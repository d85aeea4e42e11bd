//! Custom field mapping.
//!
//! The `[customField]` section of the configuration file maps a short key
//! (e.g. `developer`) to a request field:
//!
//! ```ini
//! [customField]
//! developer.fieldname = customfield_10344
//! developer.fieldsubname = value
//! developer.type = additionalHash
//! ```
//!
//! A command argument `developer=alice` then becomes
//! `{"customfield_10344": {"value": "alice"}}` in the issue fields.

use std::collections::BTreeMap;

use serde_json::{Map, Value};
use thiserror::Error;
use tracing::warn;

use super::ConfigError;

/// Configuration name of the only supported field kind.
pub const NESTED_OBJECT_KIND: &str = "additionalHash";

/// A JSON object holding request fields.
pub type FieldMap = Map<String, Value>;

/// How a custom field value is placed into the request.
#[derive(Debug, Clone, PartialEq, Eq)]
pub enum FieldKind {
    /// `{field_name: {sub_field_name: value}}`.
    NestedObject,
    /// A kind this version does not know how to build.
    Unknown(String),
}

impl FieldKind {
    fn from_config(value: &str) -> Self {
        if value == NESTED_OBJECT_KIND {
            FieldKind::NestedObject
        } else {
            FieldKind::Unknown(value.to_string())
        }
    }
}

/// Target of one custom field key.
#[derive(Debug, Clone, PartialEq, Eq)]
pub struct FieldDescriptor {
    /// Name of the request field, e.g. `customfield_10344`.
    pub field_name: String,
    /// Name of the single key inside the nested object, e.g. `value`.
    pub sub_field_name: String,
    /// How the value is composed.
    pub kind: FieldKind,
}

/// Errors for custom field arguments given on the command line.
#[derive(Debug, Clone, Error, PartialEq, Eq)]
pub enum CustomFieldError {
    /// The argument is not of the form `key=value`.
    #[error("ERROR parsing custom field: {0}! Syntax: 'key=value'")]
    Syntax(String),

    /// No mapping is configured for the key.
    #[error("Unable to find custom field definition for {0}!")]
    UnknownKey(String),

    /// The mapping names a field kind that cannot be built.
    #[error("Unknown type {kind} for custom field {key}!")]
    UnknownKind {
        /// The custom field key.
        key: String,
        /// The configured type.
        kind: String,
    },
}

/// Set `container[field_name] = {sub_field_name: value}`.
///
/// Does nothing when `value` is empty. Any previous value at `field_name`
/// is replaced, never merged.
pub fn compose_nested_field(
    container: &mut FieldMap,
    field_name: &str,
    sub_field_name: &str,
    value: &str,
) {
    if value.is_empty() {
        return;
    }
    let mut nested = Map::new();
    nested.insert(sub_field_name.to_string(), Value::String(value.to_string()));
    container.insert(field_name.to_string(), Value::Object(nested));
}

/// Split a `key=value` command argument.
pub fn parse_field_argument(argument: &str) -> Result<(&str, &str), CustomFieldError> {
    let parts: Vec<&str> = argument.split('=').collect();
    match parts.as_slice() {
        [key, value] => Ok((*key, *value)),
        _ => Err(CustomFieldError::Syntax(argument.to_string())),
    }
}

/// Split a `<key>.<attribute>` configuration key.
pub(crate) fn split_entry_key(entry_key: &str) -> Result<(&str, &str), ConfigError> {
    let parts: Vec<&str> = entry_key.split('.').collect();
    match parts.as_slice() {
        [key, attribute] if !key.is_empty() && !attribute.is_empty() => Ok((*key, *attribute)),
        _ => Err(ConfigError::Format(entry_key.to_string())),
    }
}

/// Read-only mapping from custom field keys to descriptors.
#[derive(Debug, Clone, Default, PartialEq, Eq)]
pub struct CustomFieldMapping {
    fields: BTreeMap<String, FieldDescriptor>,
}

impl CustomFieldMapping {
    /// Build the mapping from raw `[customField]` entries.
    ///
    /// Entry keys are case-insensitive: both the short key and the
    /// attribute are lowercased. Malformed keys and incomplete definitions
    /// are skipped with a warning.
    pub fn from_entries<I, K, V>(entries: I) -> Self
    where
        I: IntoIterator<Item = (K, V)>,
        K: AsRef<str>,
        V: AsRef<str>,
    {
        let mut attributes: BTreeMap<String, BTreeMap<String, String>> = BTreeMap::new();

        for (entry_key, value) in entries {
            let entry_key = entry_key.as_ref();
            match split_entry_key(entry_key) {
                Ok((key, attribute)) => {
                    attributes
                        .entry(key.to_lowercase())
                        .or_default()
                        .insert(attribute.to_lowercase(), value.as_ref().to_string());
                }
                Err(e) => warn!("Skipping custom field entry: {}", e),
            }
        }

        let mut fields = BTreeMap::new();
        for (key, attrs) in attributes {
            let (Some(field_name), Some(sub_field_name), Some(kind)) = (
                attrs.get("fieldname"),
                attrs.get("fieldsubname"),
                attrs.get("type"),
            ) else {
                warn!(
                    "Skipping custom field '{}': fieldname, fieldsubname and type are required",
                    key
                );
                continue;
            };

            fields.insert(
                key,
                FieldDescriptor {
                    field_name: field_name.clone(),
                    sub_field_name: sub_field_name.clone(),
                    kind: FieldKind::from_config(kind),
                },
            );
        }

        Self { fields }
    }

    /// Look up a key.
    pub fn get(&self, key: &str) -> Option<&FieldDescriptor> {
        self.fields.get(key)
    }

    /// Number of configured custom fields.
    pub fn len(&self) -> usize {
        self.fields.len()
    }

    /// Whether no custom fields are configured.
    pub fn is_empty(&self) -> bool {
        self.fields.is_empty()
    }

    /// Place `value` into `container` according to the mapping for `key`.
    ///
    /// On error the container is left untouched.
    pub fn apply(
        &self,
        key: &str,
        value: &str,
        container: &mut FieldMap,
    ) -> Result<(), CustomFieldError> {
        let descriptor = self
            .fields
            .get(key)
            .ok_or_else(|| CustomFieldError::UnknownKey(key.to_string()))?;

        match &descriptor.kind {
            FieldKind::NestedObject => {
                compose_nested_field(
                    container,
                    &descriptor.field_name,
                    &descriptor.sub_field_name,
                    value,
                );
                Ok(())
            }
            FieldKind::Unknown(kind) => Err(CustomFieldError::UnknownKind {
                key: key.to_string(),
                kind: kind.clone(),
            }),
        }
    }
}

^^^^^^^^

Using the material above, quote the first line and each line after it, stopping at and including the line that holds "supported field kind.".

repository d85aeea4e42e11bd
//! Custom field mapping.
//!
//! The `[customField]` section of the configuration file maps a short key
//! (e.g. `developer`) to a request field:
//!
//! ```ini
//! [customField]
//! developer.fieldname = customfield_10344
//! developer.fieldsubname = value
//! developer.type = additionalHash
//! ```
//!
//! A command argument `developer=alice` then becomes
//! `{"customfield_10344": {"value": "alice"}}` in the issue fields.

use std::collections::BTreeMap;

use serde_json::{Map, Value};
use thiserror::Error;
use tracing::warn;

use super::ConfigError;

/// Configuration name of the only supported field kind.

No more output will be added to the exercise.